Strengths of the study include the use of a large, representative national dataset with rigorous matching. Study limitations include the focus on Korean adults with low baseline cardiovascular risk, which limits generalizability to other populations. Observational nature of the study design. and the lack of specific information regarding the cause of death.

conclusion

Bipolar disorder was associated with an increased risk of cardiometabolic disease and early death from all causes, especially in young people and women. The findings suggest that regular screening and preventive measures for cardiovascular disease are warranted for bipolar disorder patients of all ages. Potentially relevant interventions include patient education, lifestyle modifications, and cardioprotective pharmacological treatments.

Dr. Miller He is a professor in the Department of Psychiatry and Health Behavior at Augusta University in Georgia. He is on the editorial board and heads the schizophrenia section. Psychiatry Times®. The authors report receiving research support from Augusta University, National Institute of Mental Health, and Stanley Medical Research Institute.

References

1. Vieta E, Berk M, Schulze TG, et al. Bipolar disorder. Nat Rev Disprimer. 2018;4:18008.

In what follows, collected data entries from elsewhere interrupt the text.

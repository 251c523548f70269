#![forbid(unsafe_code)]

//! Core calculation engine for the PRIME CVD risk calculator.
//!
//! This crate provides:
//! - Domain types (patient profile, treatment plan, assessment)
//! - Therapy catalog
//! - Baseline 10-year risk estimation
//! - Treatment effect model and recommendation tiers
//! - Report rendering, cohort runs, configuration

pub mod types;
pub mod error;
pub mod catalog;
pub mod config;
pub mod logging;
pub mod baseline;
pub mod treatment;
pub mod recommendation;
pub mod validation;
pub mod cache;
pub mod engine;
pub mod report;
pub mod batch;

// Re-export commonly used types
pub use error::{Error, Result};
pub use types::*;
pub use catalog::{build_default_catalog, get_default_catalog, TherapyCatalog, NO_THERAPY};
pub use config::Config;
pub use baseline::estimate_baseline_risk;
pub use treatment::{adjust_risk_for_ldl, project_ldl};
pub use recommendation::{generate_recommendation, RecommendationTier};
pub use validation::validate_inputs;
pub use cache::BaselineRiskCache;
pub use engine::RiskEngine;
pub use report::{PatientIdentity, Report, ReportFormat};
pub use batch::{run_cohort, CohortSummary};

2. Hayes JF, Miles J, Walters K, et al. A systematic review and meta-analysis of early mortality in bipolar affective disorder. Acta Psychiatrist Scando. 2015;131(6):417-425.

3. Westman J, Hällgren J, Wahlbeck K, et al. Cardiovascular mortality in bipolar disorder: a population-based cohort study in Sweden. BMJ Open. 2013;3(4):e002373.

4. Callaghan RC, Khizar A. Incidence of cardiovascular disease in patients with bipolar disorder: a population-based longitudinal study in Ontario, Canada. J Affect Disorder. 2010;122(1-2):118-123.

5. Foroughi M, Medina Inojosa JR, Lopez-Jimenez F, et al. Association between bipolar disorder and major adverse cardiovascular events: A population-based historical cohort study. Psychosom Med. 2022;84(1):97-103.

6. Chen PH, Tsai SY, Pan CH, et al. Incidence and risk factors for sudden cardiac death in bipolar disorder over the lifespan. J Affect Disorder. 2020;274:210-217.

7. Chen PH, Chen SJ, Xiao CY, et al. Echocardiography of cardiac structure and function in middle-aged and older patients with bipolar disorder. J Affect Disorder. 2022;296:428-433.

8. Lee YB, Kim H, Lee J et al. Bipolar disorder and the risk of cardiometabolic disease, heart failure, and all-cause mortality: a population-based matched cohort study in South Korea. science officer. 2024;14(1):1932.